Determinare i cambiamenti nelle proprietà sinaptiche di base utilizzando stimoli a impulsi accoppiati e costruendo curve di input/output di stimolo/risposta. Per il test a impulsi accoppiati, applicare una serie di impulsi accoppiati con un intervallo di interimpulso di 50 millisecondi a 0,033 hertz. Per le curve input/output, applicare una serie di intensità di stimolo crescenti da 0,0 a 0,24 millisecondi a 0,033 hertz per tracciare la variazione delle dimensioni della risposta EPSP del campo.

Per studiare la depressione a lungo termine dipendente principalmente dall'attivazione del recettore CB1, impiegare 6.000 impulsi a 10 hertz. Per le registrazioni post-condizionamento, riprendere per altri 60 minuti utilizzando stimolazioni a impulso singolo di 0,12 millisecondi a una frequenza di 0,067 hertz. Dopo la registrazione post condizionamento, somministrare gli stimoli a impulsi accoppiati seguiti da una curva di input / output.
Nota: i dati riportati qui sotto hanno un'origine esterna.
use std::io::{self, BufRead, Write};

use quiz_core::model::StudentAccount;

use super::{DecodeError, next_line};

pub const USERNAME_PREFIX: &str = "Username: ";
pub const PASSWORD_PREFIX: &str = "Password: ";
pub const SCORE_PREFIX: &str = "Score: ";

/// Result of decoding a student file.
#[derive(Debug, Default)]
pub struct DecodedStudents {
    pub students: Vec<StudentAccount>,
    /// Blank-terminated records dropped because the username or password was missing.
    pub incomplete: usize,
    /// Fields were pending at end of input with no closing blank line; that record is lost.
    pub unterminated_tail: bool,
    /// The underlying reader failed; decoding stopped there.
    pub read_error: Option<io::Error>,
    /// Number of lines consumed before decoding stopped.
    pub lines_read: usize,
}


#[derive(Default)]
struct Pending {
    username: Option<String>,
    password: Option<String>,
    score: i32,
}

impl Pending {
    fn has_fields(&self) -> bool {
        self.username.is_some() || self.password.is_some()
    }
}

/// Decode blank-line separated student records.
///
/// A blank line closes the pending record; it is kept only if both a username and a password
/// were seen. Unrecognised lines are ignored. A record not followed by a blank line is lost.
/// A read failure stops decoding but keeps every record closed before it.
///
/// # Errors
///
/// Returns `DecodeError::InvalidScore` for a non-integer score; the whole decode fails.
pub fn decode_students<R: BufRead>(reader: R) -> Result<DecodedStudents, DecodeError> {
    let mut lines = reader.lines();
    let mut out = DecodedStudents::default();
    let mut pending = Pending::default();

    loop {
        let line = match next_line(&mut lines, &mut out.lines_read) {
            Ok(Some(line)) => line,
            Ok(None) => break,
            Err(err) => {
                out.read_error = Some(err);
                break;
            }
        };
        let line_no = out.lines_read;

        if let Some(username) = line.strip_prefix(USERNAME_PREFIX) {
            pending.username = Some(username.to_owned());
        } else if let Some(password) = line.strip_prefix(PASSWORD_PREFIX) {
            pending.password = Some(password.to_owned());
        } else if let Some(raw) = line.strip_prefix(SCORE_PREFIX) {
            pending.score = raw.parse().map_err(|source| DecodeError::InvalidScore {
                line: line_no,
                raw: raw.to_owned(),
                source,
            })?;
        } else if line.is_empty() {
            match std::mem::take(&mut pending) {
                Pending {
                    username: Some(username),
                    password: Some(password),
                    score,
                } => out
                    .students
                    .push(StudentAccount::from_persisted(username, password, score)),
                flushed if flushed.has_fields() => out.incomplete += 1,
                _ => {}
            }
        }
    }

    out.unterminated_tail = out.read_error.is_none() && pending.has_fields();
    Ok(out)
}

/// Encode one student record including its closing blank line.
///
/// # Errors
///
/// Propagates writer failures.
pub fn encode_student<W: Write>(writer: &mut W, student: &StudentAccount) -> io::Result<()> {
    writeln!(writer, "{USERNAME_PREFIX}{}", student.username())?;
    writeln!(writer, "{PASSWORD_PREFIX}{}", student.password())?;
    writeln!(writer, "{SCORE_PREFIX}{}", student.score())?;
    writeln!(writer)
}

/// Encode every student in order.
///
/// # Errors
///
/// Propagates writer failures.
pub fn encode_students<W: Write>(writer: &mut W, students: &[StudentAccount]) -> io::Result<()> {
    students
        .iter()
        .try_for_each(|student| encode_student(writer, student))
}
Confronta questi con le registrazioni basali con le alterazioni osservate nelle proprietà di rilascio presinaptico e valuta la salute della fetta per le registrazioni a lungo termine. Durante l'analisi, attenersi ai criteri di esclusione per determinare la conservazione dei dati dalle singole sezioni nel set di dati di plasticità presinaptica. Escludere le sezioni che mostrano una grande pendenza in una linea di adattamento migliore delle pendenze EPSP di campo durante la linea di base di precondizionamento, l'instabilità nella linea di base di precondizionamento e l'instabilità nel periodo post-condizione.

Al basale, il protocollo di valutazione neurologica, o punteggi NAP, non ha mostrato alcuna differenza tra ratti mTBI fittizi e ripetuti. Dopo tutte le sessioni di trauma cranico chiuso svegli, i ratti mTBI ripetuti hanno mostrato menomazioni significative all'interno dei compiti NAP rispetto agli shams, indicando che sono stati prodotti deficit comportamentali sottili ma significativi. È stata somministrata una serie di impulsi accoppiati ed è stato calcolato il rapporto tra la dimensione del secondo campo EPSP rispetto al primo campo EPSP.

I rapporti di impulso accoppiati non differivano tra ratti mTBI fittizi e ripetuti, rivelando che i ratti mTBI ripetuti non alteravano la fisiologia sinaptica di base nell'input MPP al giro dentato. Quando è stato somministrato un protocollo a 10 hertz per indurre una depressione a lungo termine, c'è stata una diminuzione temporanea ma significativa della capacità dell'input MPP al giro dentato di sostenere la depressione a lungo termine il primo giorno post-infortunio. Tuttavia, dal settimo giorno post-infortunio, fette di animali sham e ripetuti mTBI mostravano una depressione equivalente a lungo termine, sebbene vi fosse un'indicazione di una leggera tendenza per gli animali mTBI ripetuti a mostrare un aumento della depressione a lungo termine.

Pianificare in anticipo il processo di dissezione e taglio è fondamentale per creare con successo fette di ippocampo vitali e ottenere registrazioni elettrofisiologiche stabili. Questa procedura crea una piattaforma sperimentale stabile che può essere utilizzata per esaminare la fisiopatologia TBI e sviluppare nuove vie terapeutiche. Il movimento dalla rimozione del cervello al posizionamento per tagliare il film compresso per le fette trasversali dell'ippocampo è importante, così come il posizionamento accurato degli elettrodi nel giro dentato.